In the case of Kirsty Scamp—a 19-year-old who was recently convicted of murder—the prosecution said that they would accept a plea of manslaughter on the basis that she acted in excessive self-defence. She said no, it was self-defence. When the defendant goes for complete acquittal for murder, juries are not keen to return self-defence unless they are absolutely convinced that that was the case. Often where there is an inequality—where one person is physically a lot weaker, for example—the person may have used a weapon when they were not being threatened with a weapon. There is an issue of disproportionality. They may have waited a moment; they may not have struck in the course of the exact struggle. There may be reasons why self-defence is not met. They then fall in the hole between acquittal and a life sentence because they do not necessarily fit provocation or diminished, which are the only other options.
I think that fear of serious violence would be precisely where a jury is just not sure that it was pure self-defence, but concedes that the person was terrified and might have overreacted. There are often cases in which somebody has historically been a victim of abuse—they may have developed post-traumatic stress disorder or similar traumatic symptoms, for example. Their startle response to a particular act may be slightly exaggerated. Something may happen that triggers a bigger response than perhaps a person who had not been through that experience would have. If they have so many experiences of being beaten up in a particular way and then something happens that is the last thing that triggers their response—it may be an over-response; it may be what we call excessive self-defence—and yet the response does not fit the provocation, as we have it now, those women are convicted of murder. That seems to me, and certainly our campaign, to be a miscarriage of justice for somebody who has responded in that way. So yes, we are very much in support of the measure.
Q 320Maria Eagle: You have made clear your views on the exclusion in the Bill of the use of sexual infidelity in respect of this defence. One of the other suggestions is that the phrase “gross provocation” ought to be used to highlight the very high level of the remaining loss of self-control. I will come on to one further question about that in a moment. What would your view be on the use of a phrase such as “gross provocation” in the law, instead of the replacements we have here?
Harriet Wistrich: It is a qualifying word—I do not know whether it helps very much because what is provocation and what makes it gross? It is not very precise, which is part of the problem. From our concerns about the provocation defence being used, let us forget infidelity—the other kind of classic cases where we have seen what we would regard as injustices could be, for example, where somebody has said they were nagged. Is it gross provocation where the judge says, “This woman would have tried the patience of a saint”? Is that a justification to kill? Whether you use “gross provocation” or the wording here, it is to try and exclude the sort of cases which are not justifications for killing.

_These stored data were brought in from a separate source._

// ============================================================================
// Distributed Mutex Resilience Tests
// ============================================================================
//
// Drives DistributedMutex through a store that can be switched between
// healthy and failing, and checks retry, circuit breaking and recovery.
// Time is paused so retry delays and break durations elapse instantly.
//
// ============================================================================

use async_trait::async_trait;
use eventpull_error::StoreError;
use eventpull_shared::{
    CircuitBreaker, CircuitBreakerConfig, CircuitState, DistributedMutex, InMemoryLockStore,
    LockStore, ResiliencePolicy, RetryPolicy,
};
use std::sync::Arc;
use std::sync::atomic::{AtomicBool, AtomicUsize, Ordering};
use std::time::Duration;

const KEY: &str = "ingestion-lock";
const TTL: Duration = Duration::from_secs(300);

/// In-memory store that fails with a transient error while `failing` is set
#[derive(Default)]
struct FlakyStore {
    inner: InMemoryLockStore,
    failing: AtomicBool,
    calls: AtomicUsize,
}

impl FlakyStore {
    fn set_failing(&self, failing: bool) {
        self.failing.store(failing, Ordering::SeqCst);
    }

    fn calls(&self) -> usize {
        self.calls.load(Ordering::SeqCst)
    }

    fn check(&self) -> Result<(), StoreError> {
        self.calls.fetch_add(1, Ordering::SeqCst);
        if self.failing.load(Ordering::SeqCst) {
            Err(StoreError::Transient("connection reset".into()))
        } else {
            Ok(())
        }
    }
}

#[async_trait]
impl LockStore for FlakyStore {
    async fn set_if_absent(&self, key: &str, value: &str, ttl: Duration) -> Result<bool, StoreError> {
        self.check()?;
        self.inner.set_if_absent(key, value, ttl).await
    }

    async fn delete(&self, key: &str) -> Result<(), StoreError> {
        self.check()?;
        self.inner.delete(key).await
    }
}

fn mutex(store: Arc<FlakyStore>, retry_count: u32) -> DistributedMutex {
    DistributedMutex::new(
        store,
        ResiliencePolicy::new(
            RetryPolicy::new(retry_count, 2.0),
            CircuitBreaker::new(CircuitBreakerConfig {
                failure_threshold: 0.5,
                sampling_window: Duration::from_secs(60),
                minimum_throughput: 2,
                break_duration: Duration::from_secs(30),
            }),
            None,
        ),
    )
}

#[tokio::test(start_paused = true)]
async fn test_transient_failure_is_retried_until_store_recovers() {
    let store = Arc::new(FlakyStore::default());
    store.set_failing(true);
    let mutex = Arc::new(mutex(store.clone(), 3));

    let acquire = tokio::spawn({
        let mutex = mutex.clone();
        async move { mutex.try_acquire(KEY, TTL).await }
    });

    // First attempt fails at t=0, the retry waits 2s
    tokio::time::sleep(Duration::from_secs(1)).await;
    assert_eq!(store.calls(), 1);
    store.set_failing(false);

    assert!(acquire.await.unwrap());
    assert_eq!(store.calls(), 2);
    assert_eq!(mutex.circuit_state().await, CircuitState::Closed);
}

#[tokio::test(start_paused = true)]
async fn test_failing_store_opens_circuit_and_is_not_called_while_open() {
    let store = Arc::new(FlakyStore::default());
    store.set_failing(true);
    let mutex = mutex(store.clone(), 0);

    assert!(!mutex.try_acquire(KEY, TTL).await);
    assert!(!mutex.try_acquire(KEY, TTL).await);
    assert_eq!(mutex.circuit_state().await, CircuitState::Open);
    let calls_when_opened = store.calls();

    // Even a healthy store is not touched while the circuit is open
    store.set_failing(false);
    for _ in 0..5 {
        assert!(!mutex.try_acquire(KEY, TTL).await);
    }
    assert_eq!(store.calls(), calls_when_opened);
}

#[tokio::test(start_paused = true)]
async fn test_half_open_trial_success_closes_circuit() {
    let store = Arc::new(FlakyStore::default());
    store.set_failing(true);
    let mutex = mutex(store.clone(), 0);
    assert!(!mutex.try_acquire(KEY, TTL).await);
    assert!(!mutex.try_acquire(KEY, TTL).await);

    tokio::time::advance(Duration::from_secs(31)).await;
    assert_eq!(mutex.circuit_state().await, CircuitState::HalfOpen);

    store.set_failing(false);
    assert!(mutex.try_acquire(KEY, TTL).await);
    assert_eq!(mutex.circuit_state().await, CircuitState::Closed);
}

#[tokio::test(start_paused = true)]
async fn test_half_open_trial_failure_reopens_circuit() {
    let store = Arc::new(FlakyStore::default());
    store.set_failing(true);
    let mutex = mutex(store.clone(), 0);
    assert!(!mutex.try_acquire(KEY, TTL).await);
    assert!(!mutex.try_acquire(KEY, TTL).await);

    tokio::time::advance(Duration::from_secs(31)).await;
    let calls_before_trial = store.calls();

    assert!(!mutex.try_acquire(KEY, TTL).await);
    assert_eq!(store.calls(), calls_before_trial + 1);
    assert_eq!(mutex.circuit_state().await, CircuitState::Open);

    // A new break duration has started
    assert!(!mutex.try_acquire(KEY, TTL).await);
    assert_eq!(store.calls(), calls_before_trial + 1);
}

#[tokio::test(start_paused = true)]
async fn test_release_failure_leaves_lock_to_expire() {
    let store = Arc::new(FlakyStore::default());
    let mutex = mutex(store.clone(), 0);
    assert!(mutex.try_acquire(KEY, TTL).await);

    store.set_failing(true);
    mutex.release(KEY).await;
    store.set_failing(false);

    assert_eq!(store.inner.get(KEY).await.as_deref(), Some(mutex.instance_id()));

    tokio::time::advance(TTL + Duration::from_secs(1)).await;
    assert!(store.inner.get(KEY).await.is_none());
    assert!(mutex.try_acquire(KEY, TTL).await);
}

Q 321Maria Eagle: I have one further question. You have expressed concern this afternoon, and in your written evidence, about any retention of the “loss of self-control” element. I wonder if I might put a scenario to you which is not a real case, just to see what your reaction might be. It is a reason why “loss of self-control” ought still to be there in some form.
Somebody whose family has been murdered in a genocide is walking in the street and—such things have happened—comes across one of the perpetrators of that massacre. They remonstrate with them, are taunted or laughed at, and then lose their self-control in a classic sudden way. They kill that person. Would you have sympathy—no, not sympathy—but would you see the point of the retention of loss of self-control as a concept, on the grounds that the circumstances would have pushed this person beyond any reasonable level of restraint that most of us might expect people to exercise in a civilised society?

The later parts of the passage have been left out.